▶ **Collected data entries**:
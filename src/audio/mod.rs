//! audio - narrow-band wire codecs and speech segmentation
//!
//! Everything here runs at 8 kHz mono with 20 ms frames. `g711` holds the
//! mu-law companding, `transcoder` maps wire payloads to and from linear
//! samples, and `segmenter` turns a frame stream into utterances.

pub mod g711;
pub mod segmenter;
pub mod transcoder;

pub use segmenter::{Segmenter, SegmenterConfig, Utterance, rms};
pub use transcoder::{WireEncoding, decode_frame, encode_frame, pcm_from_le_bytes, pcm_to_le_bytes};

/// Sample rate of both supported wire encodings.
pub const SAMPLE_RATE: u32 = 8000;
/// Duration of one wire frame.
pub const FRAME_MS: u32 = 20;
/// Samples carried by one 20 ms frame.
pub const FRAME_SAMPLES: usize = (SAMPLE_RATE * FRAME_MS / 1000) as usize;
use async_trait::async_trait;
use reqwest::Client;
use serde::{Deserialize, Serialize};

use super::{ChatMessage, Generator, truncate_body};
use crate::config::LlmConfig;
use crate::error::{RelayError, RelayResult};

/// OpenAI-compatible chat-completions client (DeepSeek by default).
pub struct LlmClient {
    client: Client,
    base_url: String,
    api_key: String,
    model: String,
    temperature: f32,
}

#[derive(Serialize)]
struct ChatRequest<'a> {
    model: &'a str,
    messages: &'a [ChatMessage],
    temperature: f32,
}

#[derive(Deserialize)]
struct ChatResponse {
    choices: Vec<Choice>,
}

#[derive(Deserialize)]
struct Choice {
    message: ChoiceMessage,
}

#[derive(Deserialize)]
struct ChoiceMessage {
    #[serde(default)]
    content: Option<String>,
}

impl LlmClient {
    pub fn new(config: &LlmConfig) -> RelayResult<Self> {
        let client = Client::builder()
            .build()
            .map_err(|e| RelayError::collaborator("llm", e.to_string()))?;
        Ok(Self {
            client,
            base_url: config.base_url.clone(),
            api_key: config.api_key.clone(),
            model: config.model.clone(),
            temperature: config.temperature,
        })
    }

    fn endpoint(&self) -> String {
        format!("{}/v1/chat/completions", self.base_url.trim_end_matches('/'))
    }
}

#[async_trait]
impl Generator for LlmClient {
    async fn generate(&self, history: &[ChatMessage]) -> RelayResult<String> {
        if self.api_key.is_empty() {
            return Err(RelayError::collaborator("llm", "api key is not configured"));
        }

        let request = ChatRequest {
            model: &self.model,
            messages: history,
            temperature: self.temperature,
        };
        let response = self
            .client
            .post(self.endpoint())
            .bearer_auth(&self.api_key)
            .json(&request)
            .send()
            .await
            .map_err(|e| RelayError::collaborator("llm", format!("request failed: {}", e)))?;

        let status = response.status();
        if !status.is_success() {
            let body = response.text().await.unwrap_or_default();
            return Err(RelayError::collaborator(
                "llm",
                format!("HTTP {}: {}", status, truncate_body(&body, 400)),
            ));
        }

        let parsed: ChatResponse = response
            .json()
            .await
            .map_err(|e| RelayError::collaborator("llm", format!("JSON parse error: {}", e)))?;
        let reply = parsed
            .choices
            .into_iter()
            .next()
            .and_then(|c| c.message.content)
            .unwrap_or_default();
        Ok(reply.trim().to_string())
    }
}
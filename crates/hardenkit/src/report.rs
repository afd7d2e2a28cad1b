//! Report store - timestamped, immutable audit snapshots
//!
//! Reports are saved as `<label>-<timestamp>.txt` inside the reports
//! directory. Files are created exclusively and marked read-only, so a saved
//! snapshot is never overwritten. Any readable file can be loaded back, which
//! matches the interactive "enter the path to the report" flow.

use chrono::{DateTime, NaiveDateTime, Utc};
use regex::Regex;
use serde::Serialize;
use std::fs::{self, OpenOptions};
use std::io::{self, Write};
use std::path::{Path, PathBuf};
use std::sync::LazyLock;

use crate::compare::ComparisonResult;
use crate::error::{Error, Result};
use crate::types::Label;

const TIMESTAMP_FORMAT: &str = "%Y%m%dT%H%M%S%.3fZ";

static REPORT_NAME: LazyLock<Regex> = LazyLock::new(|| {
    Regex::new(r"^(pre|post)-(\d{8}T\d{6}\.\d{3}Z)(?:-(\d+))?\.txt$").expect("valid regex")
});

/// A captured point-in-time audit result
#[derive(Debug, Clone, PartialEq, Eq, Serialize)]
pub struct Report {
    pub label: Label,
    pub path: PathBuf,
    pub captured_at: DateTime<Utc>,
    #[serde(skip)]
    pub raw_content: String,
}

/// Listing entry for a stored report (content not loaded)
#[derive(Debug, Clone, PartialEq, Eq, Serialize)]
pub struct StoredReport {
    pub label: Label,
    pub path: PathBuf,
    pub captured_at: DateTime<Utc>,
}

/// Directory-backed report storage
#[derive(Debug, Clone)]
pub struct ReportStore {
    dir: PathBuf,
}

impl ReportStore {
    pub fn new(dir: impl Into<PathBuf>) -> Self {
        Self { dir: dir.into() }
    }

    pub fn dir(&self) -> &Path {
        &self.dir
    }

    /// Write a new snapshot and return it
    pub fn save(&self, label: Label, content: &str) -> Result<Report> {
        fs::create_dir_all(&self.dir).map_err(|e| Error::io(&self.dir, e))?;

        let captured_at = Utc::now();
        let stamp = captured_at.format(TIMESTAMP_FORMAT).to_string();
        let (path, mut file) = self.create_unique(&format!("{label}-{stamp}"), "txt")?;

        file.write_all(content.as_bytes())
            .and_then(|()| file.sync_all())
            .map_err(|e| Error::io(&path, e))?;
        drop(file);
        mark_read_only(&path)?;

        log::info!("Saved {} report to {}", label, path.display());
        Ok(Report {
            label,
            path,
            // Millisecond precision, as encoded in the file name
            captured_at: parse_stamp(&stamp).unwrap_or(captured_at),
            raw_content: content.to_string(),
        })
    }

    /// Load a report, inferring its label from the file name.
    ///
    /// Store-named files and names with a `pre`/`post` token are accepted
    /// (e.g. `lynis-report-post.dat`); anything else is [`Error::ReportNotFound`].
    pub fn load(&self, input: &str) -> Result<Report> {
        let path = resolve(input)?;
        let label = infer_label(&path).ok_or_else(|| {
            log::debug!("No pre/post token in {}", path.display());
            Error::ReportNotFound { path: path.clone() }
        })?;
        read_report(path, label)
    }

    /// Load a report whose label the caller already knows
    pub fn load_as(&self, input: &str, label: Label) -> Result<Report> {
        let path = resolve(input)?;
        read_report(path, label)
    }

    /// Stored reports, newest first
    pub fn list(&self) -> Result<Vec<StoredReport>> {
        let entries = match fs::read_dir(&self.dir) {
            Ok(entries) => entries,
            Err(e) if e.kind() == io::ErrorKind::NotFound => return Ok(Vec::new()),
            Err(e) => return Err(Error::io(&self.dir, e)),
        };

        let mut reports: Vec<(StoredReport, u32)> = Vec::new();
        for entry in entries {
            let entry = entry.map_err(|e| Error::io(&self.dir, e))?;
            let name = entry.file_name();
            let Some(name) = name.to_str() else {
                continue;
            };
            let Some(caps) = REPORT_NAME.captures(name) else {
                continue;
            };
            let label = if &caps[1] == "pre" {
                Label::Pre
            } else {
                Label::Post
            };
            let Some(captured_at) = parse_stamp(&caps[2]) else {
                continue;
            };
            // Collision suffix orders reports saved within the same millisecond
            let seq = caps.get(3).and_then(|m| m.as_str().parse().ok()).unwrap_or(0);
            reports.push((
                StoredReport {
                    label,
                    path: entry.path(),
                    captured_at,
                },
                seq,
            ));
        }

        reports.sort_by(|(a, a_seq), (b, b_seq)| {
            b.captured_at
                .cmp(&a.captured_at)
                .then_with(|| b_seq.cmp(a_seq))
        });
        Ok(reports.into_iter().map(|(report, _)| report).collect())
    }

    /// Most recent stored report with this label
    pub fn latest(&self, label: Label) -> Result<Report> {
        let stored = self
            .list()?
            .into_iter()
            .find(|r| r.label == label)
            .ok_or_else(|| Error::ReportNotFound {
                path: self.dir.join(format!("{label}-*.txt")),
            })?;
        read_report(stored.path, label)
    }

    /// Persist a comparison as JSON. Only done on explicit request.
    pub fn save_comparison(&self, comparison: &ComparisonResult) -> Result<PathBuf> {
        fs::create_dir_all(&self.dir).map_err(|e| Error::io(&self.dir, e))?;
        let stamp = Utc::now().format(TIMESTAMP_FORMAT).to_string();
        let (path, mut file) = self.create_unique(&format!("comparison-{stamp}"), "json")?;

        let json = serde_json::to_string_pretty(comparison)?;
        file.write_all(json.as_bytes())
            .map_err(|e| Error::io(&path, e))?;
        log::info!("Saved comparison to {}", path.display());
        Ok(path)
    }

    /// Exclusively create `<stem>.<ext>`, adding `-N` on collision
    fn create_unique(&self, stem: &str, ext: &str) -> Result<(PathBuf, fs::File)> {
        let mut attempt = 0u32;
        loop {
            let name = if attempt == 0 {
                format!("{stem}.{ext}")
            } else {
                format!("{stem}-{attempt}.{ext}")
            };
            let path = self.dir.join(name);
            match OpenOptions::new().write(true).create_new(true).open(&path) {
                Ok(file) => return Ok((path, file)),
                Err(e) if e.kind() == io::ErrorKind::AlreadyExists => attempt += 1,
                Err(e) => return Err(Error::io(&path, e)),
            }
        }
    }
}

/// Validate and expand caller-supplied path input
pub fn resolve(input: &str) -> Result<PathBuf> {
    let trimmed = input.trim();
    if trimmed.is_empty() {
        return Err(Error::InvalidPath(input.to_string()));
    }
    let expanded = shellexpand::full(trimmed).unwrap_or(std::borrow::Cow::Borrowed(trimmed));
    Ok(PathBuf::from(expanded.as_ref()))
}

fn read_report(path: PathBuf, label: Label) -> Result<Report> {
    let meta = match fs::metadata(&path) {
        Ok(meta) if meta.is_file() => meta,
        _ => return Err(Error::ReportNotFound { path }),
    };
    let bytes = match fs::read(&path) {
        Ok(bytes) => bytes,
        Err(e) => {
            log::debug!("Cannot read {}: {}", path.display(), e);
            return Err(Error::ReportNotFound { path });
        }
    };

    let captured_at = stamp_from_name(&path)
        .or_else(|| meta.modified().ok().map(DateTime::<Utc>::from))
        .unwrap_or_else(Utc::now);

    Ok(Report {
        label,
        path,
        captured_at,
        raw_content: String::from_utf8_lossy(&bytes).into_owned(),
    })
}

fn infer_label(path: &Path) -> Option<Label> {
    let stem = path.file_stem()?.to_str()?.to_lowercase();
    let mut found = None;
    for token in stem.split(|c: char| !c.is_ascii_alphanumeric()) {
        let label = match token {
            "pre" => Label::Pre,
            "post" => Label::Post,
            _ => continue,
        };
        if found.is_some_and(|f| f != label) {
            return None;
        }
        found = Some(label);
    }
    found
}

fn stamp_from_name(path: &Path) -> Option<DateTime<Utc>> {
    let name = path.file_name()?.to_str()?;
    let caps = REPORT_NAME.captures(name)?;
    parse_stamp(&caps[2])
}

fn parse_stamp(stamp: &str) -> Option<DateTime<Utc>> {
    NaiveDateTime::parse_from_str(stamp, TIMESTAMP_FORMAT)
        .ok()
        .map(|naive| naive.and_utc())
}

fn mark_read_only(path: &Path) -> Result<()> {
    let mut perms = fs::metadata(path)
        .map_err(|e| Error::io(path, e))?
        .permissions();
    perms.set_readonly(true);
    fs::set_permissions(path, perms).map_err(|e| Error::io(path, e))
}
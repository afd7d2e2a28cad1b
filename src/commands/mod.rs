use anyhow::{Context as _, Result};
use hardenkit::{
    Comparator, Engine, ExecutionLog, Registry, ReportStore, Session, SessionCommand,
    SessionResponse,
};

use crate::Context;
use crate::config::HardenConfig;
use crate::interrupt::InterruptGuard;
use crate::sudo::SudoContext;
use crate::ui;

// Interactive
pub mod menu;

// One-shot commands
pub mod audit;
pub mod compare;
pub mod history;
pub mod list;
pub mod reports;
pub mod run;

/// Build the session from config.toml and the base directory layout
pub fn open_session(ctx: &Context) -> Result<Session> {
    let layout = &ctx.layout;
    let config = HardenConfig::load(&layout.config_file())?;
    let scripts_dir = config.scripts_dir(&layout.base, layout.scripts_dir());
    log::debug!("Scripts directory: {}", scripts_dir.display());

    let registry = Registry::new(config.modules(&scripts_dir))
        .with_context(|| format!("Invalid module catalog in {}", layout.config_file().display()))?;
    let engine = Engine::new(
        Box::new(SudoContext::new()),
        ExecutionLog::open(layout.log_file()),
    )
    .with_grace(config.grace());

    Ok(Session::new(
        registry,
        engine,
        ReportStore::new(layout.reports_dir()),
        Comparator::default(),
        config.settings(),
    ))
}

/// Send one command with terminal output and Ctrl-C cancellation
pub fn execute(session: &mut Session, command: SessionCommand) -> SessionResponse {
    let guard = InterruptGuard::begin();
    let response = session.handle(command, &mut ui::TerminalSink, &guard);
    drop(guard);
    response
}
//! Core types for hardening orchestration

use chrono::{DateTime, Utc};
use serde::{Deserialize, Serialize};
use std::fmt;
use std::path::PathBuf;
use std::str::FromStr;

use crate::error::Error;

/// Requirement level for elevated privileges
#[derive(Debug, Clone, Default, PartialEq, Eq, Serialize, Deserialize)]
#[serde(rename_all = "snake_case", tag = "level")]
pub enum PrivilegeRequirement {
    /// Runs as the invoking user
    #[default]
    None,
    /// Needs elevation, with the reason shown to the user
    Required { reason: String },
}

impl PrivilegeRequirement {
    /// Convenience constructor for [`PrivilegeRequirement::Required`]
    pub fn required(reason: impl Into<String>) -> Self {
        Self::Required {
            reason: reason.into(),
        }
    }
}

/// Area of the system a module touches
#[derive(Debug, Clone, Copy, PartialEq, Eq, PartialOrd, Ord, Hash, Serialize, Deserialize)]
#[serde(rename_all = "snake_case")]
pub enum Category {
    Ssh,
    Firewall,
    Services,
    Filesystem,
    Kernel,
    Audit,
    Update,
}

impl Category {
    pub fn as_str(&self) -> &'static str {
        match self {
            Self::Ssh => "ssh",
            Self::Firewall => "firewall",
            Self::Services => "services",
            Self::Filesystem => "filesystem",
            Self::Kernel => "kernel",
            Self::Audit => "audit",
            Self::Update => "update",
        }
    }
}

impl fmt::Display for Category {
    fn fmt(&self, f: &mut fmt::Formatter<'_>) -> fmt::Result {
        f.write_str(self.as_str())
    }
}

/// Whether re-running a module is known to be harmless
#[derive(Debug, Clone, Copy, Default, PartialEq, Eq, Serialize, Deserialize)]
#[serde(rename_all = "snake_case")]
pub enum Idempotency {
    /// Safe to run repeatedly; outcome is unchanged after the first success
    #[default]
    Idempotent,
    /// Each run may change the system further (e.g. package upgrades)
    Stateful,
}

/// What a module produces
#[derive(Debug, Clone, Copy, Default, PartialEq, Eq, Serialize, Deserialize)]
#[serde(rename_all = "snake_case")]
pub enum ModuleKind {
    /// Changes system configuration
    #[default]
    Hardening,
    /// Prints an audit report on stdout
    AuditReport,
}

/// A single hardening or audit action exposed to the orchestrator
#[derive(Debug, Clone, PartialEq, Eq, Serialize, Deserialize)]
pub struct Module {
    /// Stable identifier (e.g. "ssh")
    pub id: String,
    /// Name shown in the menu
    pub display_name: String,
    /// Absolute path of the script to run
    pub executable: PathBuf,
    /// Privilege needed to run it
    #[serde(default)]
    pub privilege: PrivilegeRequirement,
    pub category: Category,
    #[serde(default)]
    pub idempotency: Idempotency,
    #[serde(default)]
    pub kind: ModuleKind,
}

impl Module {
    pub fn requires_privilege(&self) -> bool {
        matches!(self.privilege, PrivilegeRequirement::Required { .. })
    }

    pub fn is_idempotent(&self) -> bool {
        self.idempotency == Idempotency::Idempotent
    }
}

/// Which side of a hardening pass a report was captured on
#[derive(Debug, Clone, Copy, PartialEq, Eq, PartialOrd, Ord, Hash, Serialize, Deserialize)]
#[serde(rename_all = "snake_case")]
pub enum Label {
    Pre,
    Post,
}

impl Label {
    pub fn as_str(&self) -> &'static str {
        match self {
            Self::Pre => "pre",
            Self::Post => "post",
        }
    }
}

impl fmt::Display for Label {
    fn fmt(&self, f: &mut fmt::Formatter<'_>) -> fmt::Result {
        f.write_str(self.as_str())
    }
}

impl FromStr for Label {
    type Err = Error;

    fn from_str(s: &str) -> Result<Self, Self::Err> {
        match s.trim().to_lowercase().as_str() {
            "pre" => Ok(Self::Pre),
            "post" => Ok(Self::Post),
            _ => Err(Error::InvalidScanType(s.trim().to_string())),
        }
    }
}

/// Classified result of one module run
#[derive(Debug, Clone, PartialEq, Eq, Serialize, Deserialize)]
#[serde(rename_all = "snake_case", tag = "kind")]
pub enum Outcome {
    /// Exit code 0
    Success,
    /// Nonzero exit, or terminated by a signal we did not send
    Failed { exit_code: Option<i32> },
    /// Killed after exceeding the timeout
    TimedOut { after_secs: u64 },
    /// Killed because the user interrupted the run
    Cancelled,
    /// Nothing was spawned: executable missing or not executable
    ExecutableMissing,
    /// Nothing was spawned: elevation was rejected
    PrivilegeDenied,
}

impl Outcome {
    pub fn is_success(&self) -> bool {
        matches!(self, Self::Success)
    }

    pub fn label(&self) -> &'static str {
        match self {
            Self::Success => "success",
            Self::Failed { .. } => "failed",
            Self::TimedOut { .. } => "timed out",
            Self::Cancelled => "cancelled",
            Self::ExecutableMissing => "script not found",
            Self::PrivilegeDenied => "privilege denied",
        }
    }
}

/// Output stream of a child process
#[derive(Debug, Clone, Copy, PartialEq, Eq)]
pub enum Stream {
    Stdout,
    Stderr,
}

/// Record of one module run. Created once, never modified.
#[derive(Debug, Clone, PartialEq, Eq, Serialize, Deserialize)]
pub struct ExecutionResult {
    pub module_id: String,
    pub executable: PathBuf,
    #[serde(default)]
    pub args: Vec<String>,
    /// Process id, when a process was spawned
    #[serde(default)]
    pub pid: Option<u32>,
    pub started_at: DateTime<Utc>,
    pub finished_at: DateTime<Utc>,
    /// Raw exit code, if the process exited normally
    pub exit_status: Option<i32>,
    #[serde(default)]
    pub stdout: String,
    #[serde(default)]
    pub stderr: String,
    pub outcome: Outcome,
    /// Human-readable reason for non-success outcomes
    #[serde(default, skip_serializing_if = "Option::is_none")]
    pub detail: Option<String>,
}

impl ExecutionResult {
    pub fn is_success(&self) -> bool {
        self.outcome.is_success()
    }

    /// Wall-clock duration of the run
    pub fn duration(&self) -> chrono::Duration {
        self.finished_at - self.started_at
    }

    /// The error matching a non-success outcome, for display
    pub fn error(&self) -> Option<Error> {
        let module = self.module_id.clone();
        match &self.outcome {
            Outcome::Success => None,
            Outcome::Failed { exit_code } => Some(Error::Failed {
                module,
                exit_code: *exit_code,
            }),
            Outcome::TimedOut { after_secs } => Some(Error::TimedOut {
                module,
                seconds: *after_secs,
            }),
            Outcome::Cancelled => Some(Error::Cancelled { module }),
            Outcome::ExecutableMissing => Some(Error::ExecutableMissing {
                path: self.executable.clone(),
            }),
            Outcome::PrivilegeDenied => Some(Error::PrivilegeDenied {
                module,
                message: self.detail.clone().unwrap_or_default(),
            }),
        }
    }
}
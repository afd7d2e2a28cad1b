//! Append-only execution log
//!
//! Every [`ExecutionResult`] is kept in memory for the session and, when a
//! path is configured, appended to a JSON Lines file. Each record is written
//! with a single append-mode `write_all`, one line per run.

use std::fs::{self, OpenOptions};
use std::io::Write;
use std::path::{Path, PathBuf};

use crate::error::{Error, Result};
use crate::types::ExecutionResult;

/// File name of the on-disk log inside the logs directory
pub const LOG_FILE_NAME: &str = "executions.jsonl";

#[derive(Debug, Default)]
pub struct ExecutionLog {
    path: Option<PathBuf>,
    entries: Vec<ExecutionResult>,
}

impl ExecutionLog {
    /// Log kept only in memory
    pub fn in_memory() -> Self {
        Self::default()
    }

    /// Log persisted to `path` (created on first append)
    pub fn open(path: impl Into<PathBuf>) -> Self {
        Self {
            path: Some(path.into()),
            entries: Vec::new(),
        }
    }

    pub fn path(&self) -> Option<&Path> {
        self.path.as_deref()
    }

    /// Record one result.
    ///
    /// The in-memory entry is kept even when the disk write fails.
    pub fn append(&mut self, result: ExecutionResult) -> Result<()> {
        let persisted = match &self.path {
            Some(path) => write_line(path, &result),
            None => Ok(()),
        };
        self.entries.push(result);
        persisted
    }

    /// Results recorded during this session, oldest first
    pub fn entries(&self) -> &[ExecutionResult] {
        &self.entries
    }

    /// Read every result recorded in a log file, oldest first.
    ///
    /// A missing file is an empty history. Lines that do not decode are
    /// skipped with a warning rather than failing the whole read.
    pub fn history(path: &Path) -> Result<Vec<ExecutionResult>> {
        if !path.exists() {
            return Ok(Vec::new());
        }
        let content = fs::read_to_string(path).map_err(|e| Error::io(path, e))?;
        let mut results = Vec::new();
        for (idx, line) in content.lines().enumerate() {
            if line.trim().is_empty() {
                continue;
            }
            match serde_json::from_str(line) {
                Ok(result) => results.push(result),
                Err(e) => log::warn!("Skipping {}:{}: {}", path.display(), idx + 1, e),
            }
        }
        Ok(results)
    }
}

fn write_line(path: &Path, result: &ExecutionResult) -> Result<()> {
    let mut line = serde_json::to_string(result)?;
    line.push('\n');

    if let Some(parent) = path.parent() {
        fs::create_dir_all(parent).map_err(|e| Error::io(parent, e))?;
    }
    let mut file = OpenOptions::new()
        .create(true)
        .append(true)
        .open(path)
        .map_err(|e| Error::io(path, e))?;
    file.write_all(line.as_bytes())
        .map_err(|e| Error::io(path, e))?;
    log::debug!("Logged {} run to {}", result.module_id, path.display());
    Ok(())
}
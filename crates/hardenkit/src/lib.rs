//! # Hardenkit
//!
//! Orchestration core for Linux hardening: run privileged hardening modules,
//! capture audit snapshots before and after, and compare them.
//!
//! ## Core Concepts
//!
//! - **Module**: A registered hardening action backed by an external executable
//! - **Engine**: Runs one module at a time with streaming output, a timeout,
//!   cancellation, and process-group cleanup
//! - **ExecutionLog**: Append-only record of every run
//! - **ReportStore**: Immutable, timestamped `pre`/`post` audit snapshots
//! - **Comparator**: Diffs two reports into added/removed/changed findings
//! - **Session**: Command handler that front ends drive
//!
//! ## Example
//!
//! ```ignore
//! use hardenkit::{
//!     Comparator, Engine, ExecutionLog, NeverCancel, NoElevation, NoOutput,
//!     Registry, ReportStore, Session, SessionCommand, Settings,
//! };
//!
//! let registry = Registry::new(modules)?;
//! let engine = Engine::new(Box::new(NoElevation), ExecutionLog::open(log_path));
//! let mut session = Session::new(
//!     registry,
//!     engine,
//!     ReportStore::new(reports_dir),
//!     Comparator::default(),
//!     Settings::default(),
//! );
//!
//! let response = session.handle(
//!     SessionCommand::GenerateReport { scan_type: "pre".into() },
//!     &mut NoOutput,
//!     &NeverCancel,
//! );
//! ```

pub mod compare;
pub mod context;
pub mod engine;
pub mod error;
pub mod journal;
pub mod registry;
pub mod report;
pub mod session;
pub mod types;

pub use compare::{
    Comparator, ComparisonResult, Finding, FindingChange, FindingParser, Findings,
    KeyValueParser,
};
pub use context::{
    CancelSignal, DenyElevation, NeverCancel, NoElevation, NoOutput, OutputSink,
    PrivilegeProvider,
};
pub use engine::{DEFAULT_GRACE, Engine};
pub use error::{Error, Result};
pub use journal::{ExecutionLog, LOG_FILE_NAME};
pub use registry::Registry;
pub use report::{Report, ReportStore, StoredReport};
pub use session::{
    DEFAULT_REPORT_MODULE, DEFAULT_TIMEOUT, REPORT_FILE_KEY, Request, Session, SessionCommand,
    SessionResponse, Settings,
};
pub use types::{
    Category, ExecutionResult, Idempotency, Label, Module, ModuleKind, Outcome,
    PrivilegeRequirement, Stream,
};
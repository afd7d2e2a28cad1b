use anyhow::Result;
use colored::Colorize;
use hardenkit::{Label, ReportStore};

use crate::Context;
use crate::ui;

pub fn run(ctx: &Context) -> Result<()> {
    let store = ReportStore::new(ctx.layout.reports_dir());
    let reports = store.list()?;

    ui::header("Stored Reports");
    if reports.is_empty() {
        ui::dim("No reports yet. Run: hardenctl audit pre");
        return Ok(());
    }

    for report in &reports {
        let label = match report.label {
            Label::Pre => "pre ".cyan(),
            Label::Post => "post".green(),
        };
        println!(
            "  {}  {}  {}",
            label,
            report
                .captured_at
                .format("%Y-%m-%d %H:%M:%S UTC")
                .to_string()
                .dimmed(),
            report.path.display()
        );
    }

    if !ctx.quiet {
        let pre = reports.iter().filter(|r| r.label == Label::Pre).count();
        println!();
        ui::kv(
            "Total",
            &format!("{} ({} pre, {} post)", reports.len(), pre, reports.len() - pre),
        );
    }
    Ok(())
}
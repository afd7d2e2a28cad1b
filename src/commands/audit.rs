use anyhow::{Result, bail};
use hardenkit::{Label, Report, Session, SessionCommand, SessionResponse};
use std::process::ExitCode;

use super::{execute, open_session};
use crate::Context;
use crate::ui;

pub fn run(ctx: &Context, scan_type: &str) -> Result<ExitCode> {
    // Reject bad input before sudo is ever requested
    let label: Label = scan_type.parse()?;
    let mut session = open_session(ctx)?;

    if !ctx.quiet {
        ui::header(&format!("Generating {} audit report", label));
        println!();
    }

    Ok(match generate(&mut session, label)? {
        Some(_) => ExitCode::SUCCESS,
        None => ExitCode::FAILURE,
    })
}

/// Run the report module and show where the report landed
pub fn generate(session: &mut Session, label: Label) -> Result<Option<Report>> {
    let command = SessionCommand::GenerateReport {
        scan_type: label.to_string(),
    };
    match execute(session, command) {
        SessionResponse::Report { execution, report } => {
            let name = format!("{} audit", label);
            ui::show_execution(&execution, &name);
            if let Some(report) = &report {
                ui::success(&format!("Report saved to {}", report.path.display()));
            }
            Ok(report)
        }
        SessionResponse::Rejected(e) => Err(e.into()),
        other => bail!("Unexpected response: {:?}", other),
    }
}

▶ **The problem**: Write out a verbatim copy of the data, beginning with its first line and ending with the line that contains "use crate::config::LlmConfig;".

▶ **Output for this exercise**:
filename src/audio/mod.rs
//! audio - narrow-band wire codecs and speech segmentation
//!
//! Everything here runs at 8 kHz mono with 20 ms frames. `g711` holds the
//! mu-law companding, `transcoder` maps wire payloads to and from linear
//! samples, and `segmenter` turns a frame stream into utterances.

pub mod g711;
pub mod segmenter;
pub mod transcoder;

pub use segmenter::{Segmenter, SegmenterConfig, Utterance, rms};
pub use transcoder::{WireEncoding, decode_frame, encode_frame, pcm_from_le_bytes, pcm_to_le_bytes};

/// Sample rate of both supported wire encodings.
pub const SAMPLE_RATE: u32 = 8000;
/// Duration of one wire frame.
pub const FRAME_MS: u32 = 20;
/// Samples carried by one 20 ms frame.
pub const FRAME_SAMPLES: usize = (SAMPLE_RATE * FRAME_MS / 1000) as usize;
use async_trait::async_trait;
use reqwest::Client;
use serde::{Deserialize, Serialize};

use super::{ChatMessage, Generator, truncate_body};
use crate::config::LlmConfig;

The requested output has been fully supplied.